The aims of the LEMS British Neurological Surveillance Unit (BNSU) survey was three–fold: firstly, to allow us to collect data on LEMS patients to establish a cohort of cases prospectively in order to determine, without bias, whether SCLC–LEMS patients survive longer than patients with SCLC without LEMS; secondly, to collect large serum samples to store as part of a LEMS biobank; and thirdly, to use these samples to design assays to predict the antigenic target in sero–negative cases, to develop a non–radioisotope cell–based assay for VGCC antibodies, and to use in future studies to determine whether LEMS IgG can alter SCLC cellular proliferation in vitro. Between March 2010 and January 2013, we were notified of 40 new LEMS cases via the BNSU of the Association of British Neurologists. Of these, 21 (52.5%) LEMS patients returned a signed consent to us, and enrolled in the study. Clinical details have been obtained from 16 (76%) patients, so far, and large serum samples from five.

Only four LEMS patients (4/16, 25%) are known to have an associated tumour (all SCLC), 8/16 (50%) are autoimmune, with over 3 years' follow–up, and four are still being screened for malignancy, soon after their initial LEMS diagnosis. During the same data collection period, the authors enrolled a further four LEMS patients from ongoing studies in the East Midlands, two of whom had an associated SCLC.
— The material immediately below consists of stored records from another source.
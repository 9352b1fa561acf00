//! [`DrawSurface`] on top of an `egui::Ui`.

use super::{ColorValue, DrawSurface, Font, StackCount, StyleColor, StyleVar};
use crate::element::fit_to_buffer;
use crate::error::SurfaceError;
use egui::{Color32, Pos2, Rect, RichText, UiBuilder, Vec2};

/// Draws widgets at absolute positions inside `ui`, emulating ImGui's style stacks.
pub(crate) struct EguiSurface<'a> {
    ui: &'a mut egui::Ui,
    origin: Pos2,
    cursor: Pos2,
    colors: Vec<(StyleColor, ColorValue)>,
    vars: Vec<(StyleVar, Vec2)>,
    fonts: Vec<Font>,
    color_count: StackCount,
    var_count: StackCount,
    font_count: StackCount,
    // widget sequence within the frame, used as id salt
    seq: usize,
}

/// Style in effect for the next widget.
#[derive(Default)]
struct ResolvedStyle {
    button: Option<Color32>,
    button_hovered: Option<Color32>,
    button_active: Option<Color32>,
    text: Option<Color32>,
    frame_padding: Option<Vec2>,
    bold: bool,
}

impl ResolvedStyle {
    fn apply(&self, ui: &mut egui::Ui) {
        if let Some(pad) = self.frame_padding {
            ui.spacing_mut().button_padding = pad;
        }
        let widgets = &mut ui.visuals_mut().widgets;
        if let Some(c) = self.button {
            widgets.inactive.weak_bg_fill = c;
            widgets.inactive.bg_fill = c;
        }
        if let Some(c) = self.button_hovered {
            widgets.hovered.weak_bg_fill = c;
            widgets.hovered.bg_fill = c;
        }
        if let Some(c) = self.button_active {
            widgets.active.weak_bg_fill = c;
            widgets.active.bg_fill = c;
        }
        if let Some(c) = self.text {
            ui.visuals_mut().override_text_color = Some(c);
        }
    }

    fn rich(&self, s: &str) -> RichText {
        let text = RichText::new(s);
        if self.bold { text.strong() } else { text }
    }
}

impl<'a> EguiSurface<'a> {
    /// `origin` is the screen position that cursor coordinates are relative to.
    pub fn new(ui: &'a mut egui::Ui, origin: Pos2) -> Self {
        Self {
            ui,
            origin,
            cursor: origin,
            colors: Vec::new(),
            vars: Vec::new(),
            fonts: Vec::new(),
            color_count: StackCount::default(),
            var_count: StackCount::default(),
            font_count: StackCount::default(),
            seq: 0,
        }
    }

    fn resolved(&self) -> ResolvedStyle {
        let mut style = ResolvedStyle::default();
        // later pushes win
        for (slot, color) in &self.colors {
            let c = Some(color.to_color32());
            match slot {
                StyleColor::Button => style.button = c,
                StyleColor::ButtonHovered => style.button_hovered = c,
                StyleColor::ButtonActive => style.button_active = c,
                StyleColor::Text => style.text = c,
            }
        }
        for (var, value) in &self.vars {
            match var {
                StyleVar::FramePadding => style.frame_padding = Some(*value),
            }
        }
        style.bold = self.fonts.contains(&Font::Bold);
        style
    }

    /// Runs `add` in a child ui anchored at the cursor with the current style applied.
    fn place<R>(
        &mut self,
        size: Option<Vec2>,
        add: impl FnOnce(&mut egui::Ui, &ResolvedStyle) -> R,
    ) -> R {
        self.seq += 1;
        let style = self.resolved();
        let remaining = (self.ui.max_rect().max - self.cursor).max(Vec2::ZERO);
        let rect = Rect::from_min_size(self.cursor, size.unwrap_or(remaining));
        let builder = UiBuilder::new()
            .id_salt(("element", self.seq))
            .max_rect(rect);
        self.ui
            .scope_builder(builder, |ui| {
                style.apply(ui);
                add(ui, &style)
            })
            .inner
    }

    fn reset(&mut self) {
        self.colors.clear();
        self.vars.clear();
        self.fonts.clear();
        self.color_count = StackCount::default();
        self.var_count = StackCount::default();
        self.font_count = StackCount::default();
        self.seq = 0;
        self.cursor = self.origin;
    }
}

fn pop_n<T>(stack: &mut Vec<T>, count: &mut StackCount, n: usize) {
    count.popped += n;
    let keep = stack.len().saturating_sub(n);
    stack.truncate(keep);
}

impl DrawSurface for EguiSurface<'_> {
    fn begin_frame(&mut self) -> Result<(), SurfaceError> {
        self.reset();
        Ok(())
    }

    fn set_cursor_pos(&mut self, pos: Pos2) {
        self.cursor = self.origin + pos.to_vec2();
    }

    fn push_style_color(&mut self, slot: StyleColor, color: ColorValue) {
        self.color_count.pushed += 1;
        self.colors.push((slot, color));
    }

    fn pop_style_color(&mut self, count: usize) {
        pop_n(&mut self.colors, &mut self.color_count, count);
    }

    fn push_style_var(&mut self, var: StyleVar, value: Vec2) {
        self.var_count.pushed += 1;
        self.vars.push((var, value));
    }

    fn pop_style_var(&mut self, count: usize) {
        pop_n(&mut self.vars, &mut self.var_count, count);
    }

    fn push_font(&mut self, font: Font) {
        self.font_count.pushed += 1;
        self.fonts.push(font);
    }

    fn pop_font(&mut self) {
        pop_n(&mut self.fonts, &mut self.font_count, 1);
    }

    fn button(&mut self, label: &str, size: Vec2) -> bool {
        let sized = size.x > 0.0 && size.y > 0.0;
        self.place(sized.then_some(size), |ui, style| {
            let button = egui::Button::new(style.rich(label));
            let response = if sized {
                ui.add_sized(size, button)
            } else {
                ui.add(button)
            };
            response.clicked()
        })
    }

    fn text(&mut self, text: &str) {
        self.place(None, |ui, style| {
            ui.add(egui::Label::new(style.rich(text)).wrap_mode(egui::TextWrapMode::Extend));
        });
    }

    fn input_text(
        &mut self,
        label: &str,
        value: &mut String,
        max_length: usize,
        password: bool,
    ) -> bool {
        let changed = self.place(None, |ui, style| {
            ui.horizontal(|ui| {
                let edit = egui::TextEdit::singleline(&mut *value)
                    .password(password)
                    .char_limit(max_length.saturating_sub(1));
                let changed = ui.add(edit).changed();
                ui.label(style.rich(label));
                changed
            })
            .inner
        });
        if changed {
            // char_limit counts chars, the buffer counts bytes
            let fitted = fit_to_buffer(value, max_length).len();
            value.truncate(fitted);
        }
        changed
    }

    fn checkbox(&mut self, label: &str, checked: &mut bool) -> bool {
        self.place(None, |ui, style| {
            ui.checkbox(checked, style.rich(label)).changed()
        })
    }

    fn slider_float(&mut self, label: &str, value: &mut f32, min: f32, max: f32) -> bool {
        self.place(None, |ui, style| {
            ui.add(egui::Slider::new(value, min..=max).text(style.rich(label)))
                .changed()
        })
    }

    fn combo(&mut self, label: &str, current: &mut usize, items: &[String]) -> bool {
        let seq = self.seq + 1;
        let before = *current;
        self.place(None, |ui, style| {
            let selected_text = items.get(*current).cloned().unwrap_or_default();
            egui::ComboBox::new(("combo", seq), style.rich(label))
                .selected_text(selected_text)
                .show_ui(ui, |ui| {
                    for (i, item) in items.iter().enumerate() {
                        ui.selectable_value(&mut *current, i, item.as_str());
                    }
                });
        });
        *current != before
    }

    fn end_frame(&mut self) -> Result<(), SurfaceError> {
        let result = self
            .color_count
            .check("style color")
            .and_then(|_| self.var_count.check("style var"))
            .and_then(|_| self.font_count.check("font"));
        self.reset();
        result
    }

    fn render(&mut self) -> Result<(), SurfaceError> {
        // egui paints the frame after `update` returns
        Ok(())
    }
}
With an expected annual incidence of at least 45 new LEMS cases per year, this study highlights the significant under–reporting, and missed diagnosis of LEMS. It is possible that many patients with paraneoplastic LEMS remain under the care of oncologists, and are never seen by neurologists: many more cases of paraneoplastic SCLC–LEMS are not being recognised, or reported to neurologists.

The clinical details and serum samples obtained from LEMS patients via the BNSU have been invaluable in providing source material for ongoing clinical and laboratory studies.